Laing was an icon for many who were struggling with society's expectations and trying to figure out how they fit in the world, and was especially popular with college students. People labeled schizophrenic followed him around as though he was the Pied Piper.
Laing helped create treatment centers for people labeled schizophrenic where they were treated like people, not looked down on as defective inferiors. To great extent, most of these places were much more successful treating these people, as shown by lack of recidivism. (Soteria House in San Jose, California, which was ultimately closed after staff allowed violence resulting in death of two persons in a misguided, if not psychotic, effort to put Laing's theories into practice, remains the exception.)
R.D. Laing came up with a revolutionary theory that love of a parent was an ultimately destructive force that stole the self from a child. He seems to have viewed the world in the most negative of terms. He himself suffered one bad marriage after the other, and had a lot of problems dealing with his own children, some of whom grew up despising him.

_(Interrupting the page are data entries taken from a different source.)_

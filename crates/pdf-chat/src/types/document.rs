//! Document, page and chunk types

use serde::{Deserialize, Serialize};
use std::path::PathBuf;

/// Supported document types
#[derive(Debug, Clone, Copy, Serialize, Deserialize, PartialEq, Eq)]
#[serde(rename_all = "lowercase")]
pub enum FileType {
    /// PDF document
    Pdf,
    /// Plain text file
    Txt,
    /// Markdown file
    Markdown,
    /// Unknown file type
    Unknown,
}

impl FileType {
    /// Detect file type from extension
    pub fn from_extension(ext: &str) -> Self {
        match ext.to_lowercase().as_str() {
            "pdf" => Self::Pdf,
            "txt" | "text" => Self::Txt,
            "md" | "markdown" => Self::Markdown,
            _ => Self::Unknown,
        }
    }

    /// Detect file type from a path
    pub fn from_path(path: &std::path::Path) -> Self {
        path.extension()
            .and_then(|ext| ext.to_str())
            .map(Self::from_extension)
            .unwrap_or(Self::Unknown)
    }

    /// Check if this is a supported file type
    pub fn is_supported(&self) -> bool {
        !matches!(self, Self::Unknown)
    }

    /// Get display name
    pub fn display_name(&self) -> &'static str {
        match self {
            Self::Pdf => "PDF",
            Self::Txt => "Text File",
            Self::Markdown => "Markdown",
            Self::Unknown => "Unknown",
        }
    }
}

/// Text of a single page
#[derive(Debug, Clone, PartialEq, Eq)]
pub struct PageText {
    /// Page number (1-indexed)
    pub page_number: u32,
    /// Text content of the page
    pub content: String,
    /// Character offset of the page in the full document
    pub char_offset: usize,
}

impl PageText {
    /// Build pages from raw page strings, assigning numbers and offsets
    pub fn from_pages<I, S>(pages: I) -> Vec<PageText>
    where
        I: IntoIterator<Item = S>,
        S: Into<String>,
    {
        let mut offset = 0usize;
        pages
            .into_iter()
            .enumerate()
            .map(|(i, content)| {
                let content = content.into();
                let page = PageText {
                    page_number: i as u32 + 1,
                    char_offset: offset,
                    content,
                };
                offset += page.content.chars().count();
                page
            })
            .collect()
    }
}

/// A document loaded from disk
#[derive(Debug, Clone)]
pub struct LoadedDocument {
    /// Source path
    pub path: PathBuf,
    /// File type
    pub file_type: FileType,
    /// Ordered page texts
    pub pages: Vec<PageText>,
}

impl LoadedDocument {
    /// Total characters across all pages
    pub fn char_count(&self) -> usize {
        self.pages.iter().map(|p| p.content.chars().count()).sum()
    }
}

/// A bounded, overlapping segment of the source document
#[derive(Debug, Clone, PartialEq, Eq, Serialize, Deserialize)]
pub struct Chunk {
    /// Chunk text, a verbatim slice of its page
    pub text: String,
    /// Character offset of the first character in the whole document
    pub source_offset: usize,
    /// Page the chunk was taken from (1-indexed)
    pub page_number: u32,
    /// Position of the chunk in the document's chunk sequence
    pub index: u32,
}
//! Session history endpoints

use axum::{
    extract::{Query, State},
    http::StatusCode,
    Json,
};
use serde::Deserialize;

use crate::server::state::AppState;
use crate::session::SessionStore;
use crate::types::HistoryResponse;

/// Optional session selector
#[derive(Debug, Default, Deserialize)]
pub struct HistoryParams {
    pub session_id: Option<String>,
}

/// GET /chat/history - Messages of a session, oldest first
pub async fn get_history(
    State(state): State<AppState>,
    Query(params): Query<HistoryParams>,
) -> Json<HistoryResponse> {
    let messages = state
        .sessions()
        .get(params.session_id.as_deref())
        .map(|s| s.snapshot())
        .unwrap_or_default();

    Json(HistoryResponse {
        session_id: SessionStore::resolve(params.session_id.as_deref()).to_string(),
        messages,
    })
}

/// DELETE /chat/history - Forget a session
pub async fn clear_history(
    State(state): State<AppState>,
    Query(params): Query<HistoryParams>,
) -> StatusCode {
    if state.sessions().remove(params.session_id.as_deref()) {
        tracing::info!(
            "Removed session {}",
            SessionStore::resolve(params.session_id.as_deref())
        );
    }
    StatusCode::NO_CONTENT
}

For Laing, love was something he desperately wanted, yet feared. He drove those who loved him away from him by behaving abusively toward them. He seemed unwilling to accept the fact that humans are imperfect, and rejected them for their imperfections. Their love, to him, was always tainted with poison that could destroy his perhaps very fragile sense of self.
In the end, he killed himself in a way. He knew he had heart trouble and played tennis as hard as he could until he had a heart attack and quickly died.
Laing is a fascinating character, a creative destroyer, a man of contradictions. He started an important revolution in psychiatry. He was brilliant but tortured, full of anger and perhaps rage as well.
This book is well worth reading, and exceptionally honest and well done.